▶ [THE PROBLEM] The answer must restate every record word for word.

◆ ◆ ◆ ◆

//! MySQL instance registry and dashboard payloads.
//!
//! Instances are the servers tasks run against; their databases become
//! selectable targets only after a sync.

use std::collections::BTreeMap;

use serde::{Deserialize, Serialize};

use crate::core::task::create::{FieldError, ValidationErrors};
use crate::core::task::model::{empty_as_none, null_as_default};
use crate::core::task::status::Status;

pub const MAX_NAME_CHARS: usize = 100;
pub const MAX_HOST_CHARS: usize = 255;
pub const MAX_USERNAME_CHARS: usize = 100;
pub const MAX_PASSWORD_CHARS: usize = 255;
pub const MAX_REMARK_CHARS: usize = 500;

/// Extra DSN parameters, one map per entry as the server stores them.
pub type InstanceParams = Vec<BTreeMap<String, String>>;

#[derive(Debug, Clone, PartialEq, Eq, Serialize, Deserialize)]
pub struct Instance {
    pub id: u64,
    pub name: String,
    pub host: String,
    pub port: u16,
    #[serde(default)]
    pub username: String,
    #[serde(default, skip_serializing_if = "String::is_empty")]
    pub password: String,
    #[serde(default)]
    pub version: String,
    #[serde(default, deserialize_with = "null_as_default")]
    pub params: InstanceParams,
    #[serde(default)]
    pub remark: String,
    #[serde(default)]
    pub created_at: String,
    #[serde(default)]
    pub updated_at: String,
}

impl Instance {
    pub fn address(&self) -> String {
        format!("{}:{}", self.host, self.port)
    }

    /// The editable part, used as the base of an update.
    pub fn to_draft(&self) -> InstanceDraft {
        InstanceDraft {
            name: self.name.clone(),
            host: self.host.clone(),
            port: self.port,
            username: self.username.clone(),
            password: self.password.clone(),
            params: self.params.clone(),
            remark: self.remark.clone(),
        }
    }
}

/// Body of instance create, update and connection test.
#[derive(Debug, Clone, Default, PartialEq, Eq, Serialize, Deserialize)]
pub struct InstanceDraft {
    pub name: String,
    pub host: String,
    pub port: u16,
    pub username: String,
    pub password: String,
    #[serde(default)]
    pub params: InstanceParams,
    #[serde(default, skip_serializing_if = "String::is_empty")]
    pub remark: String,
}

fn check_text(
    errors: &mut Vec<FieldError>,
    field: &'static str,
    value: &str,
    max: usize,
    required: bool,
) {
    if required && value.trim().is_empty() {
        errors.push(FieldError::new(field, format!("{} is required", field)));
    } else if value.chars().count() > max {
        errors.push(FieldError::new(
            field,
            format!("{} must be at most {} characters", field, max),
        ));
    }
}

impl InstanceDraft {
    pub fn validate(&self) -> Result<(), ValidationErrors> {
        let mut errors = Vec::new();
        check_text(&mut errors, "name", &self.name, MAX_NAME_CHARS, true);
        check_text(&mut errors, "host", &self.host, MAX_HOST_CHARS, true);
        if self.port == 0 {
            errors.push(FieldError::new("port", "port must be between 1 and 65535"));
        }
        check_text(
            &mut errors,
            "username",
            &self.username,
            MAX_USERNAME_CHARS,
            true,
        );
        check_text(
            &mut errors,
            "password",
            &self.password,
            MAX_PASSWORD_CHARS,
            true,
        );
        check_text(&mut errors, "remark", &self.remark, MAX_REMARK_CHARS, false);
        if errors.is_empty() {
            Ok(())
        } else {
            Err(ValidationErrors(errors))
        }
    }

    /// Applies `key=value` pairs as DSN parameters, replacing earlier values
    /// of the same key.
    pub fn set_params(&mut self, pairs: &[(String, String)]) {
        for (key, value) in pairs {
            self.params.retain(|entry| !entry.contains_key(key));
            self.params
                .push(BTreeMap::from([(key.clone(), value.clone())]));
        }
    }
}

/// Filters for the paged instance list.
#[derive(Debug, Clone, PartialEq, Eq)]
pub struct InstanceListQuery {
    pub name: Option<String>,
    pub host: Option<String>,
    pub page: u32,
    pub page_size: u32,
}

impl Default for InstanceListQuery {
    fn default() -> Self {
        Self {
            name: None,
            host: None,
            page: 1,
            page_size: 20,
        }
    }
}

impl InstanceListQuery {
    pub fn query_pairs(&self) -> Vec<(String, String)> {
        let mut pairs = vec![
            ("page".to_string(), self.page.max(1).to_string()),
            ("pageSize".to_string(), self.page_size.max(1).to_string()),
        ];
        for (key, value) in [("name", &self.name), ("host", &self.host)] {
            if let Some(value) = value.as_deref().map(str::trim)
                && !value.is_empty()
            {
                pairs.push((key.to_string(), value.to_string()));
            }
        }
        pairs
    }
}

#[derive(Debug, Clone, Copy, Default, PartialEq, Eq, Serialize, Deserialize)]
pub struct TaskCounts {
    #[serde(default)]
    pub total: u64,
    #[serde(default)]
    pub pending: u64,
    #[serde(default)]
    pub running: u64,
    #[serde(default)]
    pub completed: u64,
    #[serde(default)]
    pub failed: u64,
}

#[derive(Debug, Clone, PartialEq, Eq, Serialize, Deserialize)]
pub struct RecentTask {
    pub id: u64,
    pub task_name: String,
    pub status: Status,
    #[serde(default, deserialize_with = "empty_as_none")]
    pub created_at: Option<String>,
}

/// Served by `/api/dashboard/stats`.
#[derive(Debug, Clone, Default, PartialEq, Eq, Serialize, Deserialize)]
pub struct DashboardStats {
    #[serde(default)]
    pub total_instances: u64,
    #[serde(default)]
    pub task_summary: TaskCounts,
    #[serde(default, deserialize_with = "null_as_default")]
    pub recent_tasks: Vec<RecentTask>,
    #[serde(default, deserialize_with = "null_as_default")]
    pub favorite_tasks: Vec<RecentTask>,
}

◆ ◆ ◆ ◆

▶ [YOUR SOLUTION]
//! MySQL instance registry and dashboard payloads.
//!
//! Instances are the servers tasks run against; their databases become
//! selectable targets only after a sync.

use std::collections::BTreeMap;

use serde::{Deserialize, Serialize};

use crate::core::task::create::{FieldError, ValidationErrors};
use crate::core::task::model::{empty_as_none, null_as_default};
use crate::core::task::status::Status;

pub const MAX_NAME_CHARS: usize = 100;
pub const MAX_HOST_CHARS: usize = 255;
pub const MAX_USERNAME_CHARS: usize = 100;
pub const MAX_PASSWORD_CHARS: usize = 255;
pub const MAX_REMARK_CHARS: usize = 500;

/// Extra DSN parameters, one map per entry as the server stores them.
pub type InstanceParams = Vec<BTreeMap<String, String>>;

#[derive(Debug, Clone, PartialEq, Eq, Serialize, Deserialize)]
pub struct Instance {
    pub id: u64,
    pub name: String,
    pub host: String,
    pub port: u16,
    #[serde(default)]
    pub username: String,
    #[serde(default, skip_serializing_if = "String::is_empty")]
    pub password: String,
    #[serde(default)]
    pub version: String,
    #[serde(default, deserialize_with = "null_as_default")]
    pub params: InstanceParams,
    #[serde(default)]
    pub remark: String,
    #[serde(default)]
    pub created_at: String,
    #[serde(default)]
    pub updated_at: String,
}

impl Instance {
    pub fn address(&self) -> String {
        format!("{}:{}", self.host, self.port)
    }

    /// The editable part, used as the base of an update.
    pub fn to_draft(&self) -> InstanceDraft {
        InstanceDraft {
            name: self.name.clone(),
            host: self.host.clone(),
            port: self.port,
            username: self.username.clone(),
            password: self.password.clone(),
            params: self.params.clone(),
            remark: self.remark.clone(),
        }
    }
}

/// Body of instance create, update and connection test.
#[derive(Debug, Clone, Default, PartialEq, Eq, Serialize, Deserialize)]
pub struct InstanceDraft {
    pub name: String,
    pub host: String,
    pub port: u16,
    pub username: String,
    pub password: String,
    #[serde(default)]
    pub params: InstanceParams,
    #[serde(default, skip_serializing_if = "String::is_empty")]
    pub remark: String,
}

fn check_text(
    errors: &mut Vec<FieldError>,
    field: &'static str,
    value: &str,
    max: usize,
    required: bool,
) {
    if required && value.trim().is_empty() {
        errors.push(FieldError::new(field, format!("{} is required", field)));
    } else if value.chars().count() > max {
        errors.push(FieldError::new(
            field,
            format!("{} must be at most {} characters", field, max),
        ));
    }
}

impl InstanceDraft {
    pub fn validate(&self) -> Result<(), ValidationErrors> {
        let mut errors = Vec::new();
        check_text(&mut errors, "name", &self.name, MAX_NAME_CHARS, true);
        check_text(&mut errors, "host", &self.host, MAX_HOST_CHARS, true);
        if self.port == 0 {
            errors.push(FieldError::new("port", "port must be between 1 and 65535"));
        }
        check_text(
            &mut errors,
            "username",
            &self.username,
            MAX_USERNAME_CHARS,
            true,
        );
        check_text(
            &mut errors,
            "password",
            &self.password,
            MAX_PASSWORD_CHARS,
            true,
        );
        check_text(&mut errors, "remark", &self.remark, MAX_REMARK_CHARS, false);
        if errors.is_empty() {
            Ok(())
        } else {
            Err(ValidationErrors(errors))
        }
    }

    /// Applies `key=value` pairs as DSN parameters, replacing earlier values
    /// of the same key.
    pub fn set_params(&mut self, pairs: &[(String, String)]) {
        for (key, value) in pairs {
            self.params.retain(|entry| !entry.contains_key(key));
            self.params
                .push(BTreeMap::from([(key.clone(), value.clone())]));
        }
    }
}

/// Filters for the paged instance list.
#[derive(Debug, Clone, PartialEq, Eq)]
pub struct InstanceListQuery {
    pub name: Option<String>,
    pub host: Option<String>,
    pub page: u32,
    pub page_size: u32,
}

impl Default for InstanceListQuery {
    fn default() -> Self {
        Self {
            name: None,
            host: None,
            page: 1,
            page_size: 20,
        }
    }
}

impl InstanceListQuery {
    pub fn query_pairs(&self) -> Vec<(String, String)> {
        let mut pairs = vec![
            ("page".to_string(), self.page.max(1).to_string()),
            ("pageSize".to_string(), self.page_size.max(1).to_string()),
        ];
        for (key, value) in [("name", &self.name), ("host", &self.host)] {
            if let Some(value) = value.as_deref().map(str::trim)
                && !value.is_empty()
            {
                pairs.push((key.to_string(), value.to_string()));
            }
        }
        pairs
    }
}

#[derive(Debug, Clone, Copy, Default, PartialEq, Eq, Serialize, Deserialize)]
pub struct TaskCounts {
    #[serde(default)]
    pub total: u64,
    #[serde(default)]
    pub pending: u64,
    #[serde(default)]
    pub running: u64,
    #[serde(default)]
    pub completed: u64,
    #[serde(default)]
    pub failed: u64,
}

#[derive(Debug, Clone, PartialEq, Eq, Serialize, Deserialize)]
pub struct RecentTask {
    pub id: u64,
    pub task_name: String,
    pub status: Status,
    #[serde(default, deserialize_with = "empty_as_none")]
    pub created_at: Option<String>,
}

/// Served by `/api/dashboard/stats`.
#[derive(Debug, Clone, Default, PartialEq, Eq, Serialize, Deserialize)]
pub struct DashboardStats {
    #[serde(default)]
    pub total_instances: u64,
    #[serde(default)]
    pub task_summary: TaskCounts,
    #[serde(default, deserialize_with = "null_as_default")]
    pub recent_tasks: Vec<RecentTask>,
    #[serde(default, deserialize_with = "null_as_default")]
    pub favorite_tasks: Vec<RecentTask>,
}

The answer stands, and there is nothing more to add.